Basset voulut répondre, mais à cet instant Rosalie entra avec l’omelette, qu’elle avait coupée en trois parts. Elle s’approcha de Basset et lui en mit un morceau sur son assiette, en disant :

« Vous n’en mangerez pas de meilleure chez le général. Vous pourrez faire mon éloge. »

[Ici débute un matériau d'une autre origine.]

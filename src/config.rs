use std::env;
use std::ops::RangeInclusive;

use crate::utils::AppError;

const SESSION_MAX_AGE_RANGE: RangeInclusive<i64> = 1..=3650;

/// JWT signing settings
#[derive(Debug, Clone)]
pub struct JwtSettings {
    pub secret: String,
    pub issuer: String,
    pub audience: String,
    pub max_age_days: i64,
}

/// Outbound mail settings. No API key means codes are only logged.
#[derive(Debug, Clone)]
pub struct MailSettings {
    pub resend_api_key: Option<String>,
    pub from: String,
}

/// Application configuration, read once from the environment at startup
#[derive(Debug, Clone)]
pub struct AppConfig {
    pub host: String,
    pub port: u16,
    pub mongodb_uri: String,
    pub db_name: String,
    pub jwt: JwtSettings,
    pub mail: MailSettings,
    pub app_base_url: String,
    pub allowed_origins: Vec<String>,
}

fn var_or(key: &str, default: &str) -> String {
    env::var(key).unwrap_or_else(|_| default.to_string())
}

fn required(key: &str) -> Result<String, AppError> {
    env::var(key)
        .ok()
        .filter(|v| !v.trim().is_empty())
        .ok_or_else(|| AppError::Internal(format!("{} must be set", key)))
}

impl AppConfig {
    pub fn from_env() -> Result<Self, AppError> {
        let port = var_or("PORT", "3000")
            .parse::<u16>()
            .map_err(|e| AppError::Internal(format!("Invalid PORT: {}", e)))?;

        let max_age_days = parse_session_max_age(&var_or("SESSION_MAX_AGE_DAYS", "30"))?;

        let allowed_origins = parse_origins(&var_or("ALLOWED_ORIGINS", "http://localhost:3000"));

        Ok(Self {
            host: var_or("HOST", "0.0.0.0"),
            port,
            mongodb_uri: required("MONGODB_URI")?,
            db_name: var_or("DB_NAME", "truefeedback"),
            jwt: JwtSettings {
                secret: required("JWT_SECRET")?,
                issuer: var_or("JWT_ISSUER", "true-feedback"),
                audience: var_or("JWT_AUDIENCE", "true-feedback-api"),
                max_age_days,
            },
            mail: MailSettings {
                resend_api_key: env::var("RESEND_API_KEY").ok().filter(|k| !k.is_empty()),
                from: var_or("RESEND_FROM", "True Feedback <onboarding@resend.dev>"),
            },
            app_base_url: var_or("APP_BASE_URL", "http://localhost:3000")
                .trim_end_matches('/')
                .to_string(),
            allowed_origins,
        })
    }

    /// Shareable link visitors use to leave a message for `username`
    pub fn profile_url(&self, username: &str) -> String {
        format!("{}/u/{}", self.app_base_url, urlencoding::encode(username))
    }
}

/// Session lifetime in days, limited to 1..=3650
fn parse_session_max_age(raw: &str) -> Result<i64, AppError> {
    let days = raw
        .trim()
        .parse::<i64>()
        .map_err(|e| AppError::Internal(format!("Invalid SESSION_MAX_AGE_DAYS: {}", e)))?;

    if !SESSION_MAX_AGE_RANGE.contains(&days) {
        return Err(AppError::Internal(format!(
            "SESSION_MAX_AGE_DAYS must be between {} and {}, got {}",
            SESSION_MAX_AGE_RANGE.start(),
            SESSION_MAX_AGE_RANGE.end(),
            days
        )));
    }
    Ok(days)
}

fn parse_origins(raw: &str) -> Vec<String> {
    raw.split(',')
        .map(|o| o.trim().trim_end_matches('/').to_string())
        .filter(|o| !o.is_empty())
        .collect()
}

#[cfg(test)]
pub(crate) fn test_config() -> AppConfig {
    AppConfig {
        host: "127.0.0.1".to_string(),
        port: 3000,
        mongodb_uri: "mongodb://localhost:27017".to_string(),
        db_name: "truefeedback_test".to_string(),
        jwt: JwtSettings {
            secret: "test-secret".to_string(),
            issuer: "true-feedback".to_string(),
            audience: "true-feedback-api".to_string(),
            max_age_days: 30,
        },
        mail: MailSettings {
            resend_api_key: None,
            from: "test@example.com".to_string(),
        },
        app_base_url: "https://feedback.example.com".to_string(),
        allowed_origins: vec!["http://localhost:3000".to_string()],
    }
}

#[cfg(test)]
mod tests {
    use super::*;

    #[test]
    fn test_parse_origins_trims_and_skips_empty() {
        let origins = parse_origins(" http://a.com/, ,http://b.com ");
        assert_eq!(origins, vec!["http://a.com", "http://b.com"]);
    }

    #[test]
    fn test_session_max_age_must_be_in_range() {
        assert_eq!(parse_session_max_age("30").unwrap(), 30);
        assert_eq!(parse_session_max_age(" 3650 ").unwrap(), 3650);
        assert!(parse_session_max_age("0").is_err());
        assert!(parse_session_max_age("-1").is_err());
        assert!(parse_session_max_age("100000000").is_err());
        assert!(parse_session_max_age("thirty").is_err());
    }

    #[test]
    fn test_profile_url_encodes_username() {
        let config = test_config();
        assert_eq!(config.profile_url("john_doe"), "https://feedback.example.com/u/john_doe");
        assert_eq!(config.profile_url("a b"), "https://feedback.example.com/u/a%20b");
    }
}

Francœur jeta un regard sombre sur le plat ; le morceau manquant y avait laissé un trou aussi grand que les deux autres parts ensemble. Il se leva et dit :

« Rien à faire, nous divorçons ! »

Puis, il s’en alla vers la poudrière, ouvrit la porte de fer, entra et la referma sur lui. Sa femme le suivit des yeux avec effroi et laissa tomber le plat.

« Mon Dieu, voilà le Malin qui le tourmente ! Pourvu qu’il ne fasse pas de malheur dans la poudrière !

– Comment, c’est la poudrière ? s’écria Basset. Il va se faire sauter. Sauvez-vous, sauvez votre enfant ! »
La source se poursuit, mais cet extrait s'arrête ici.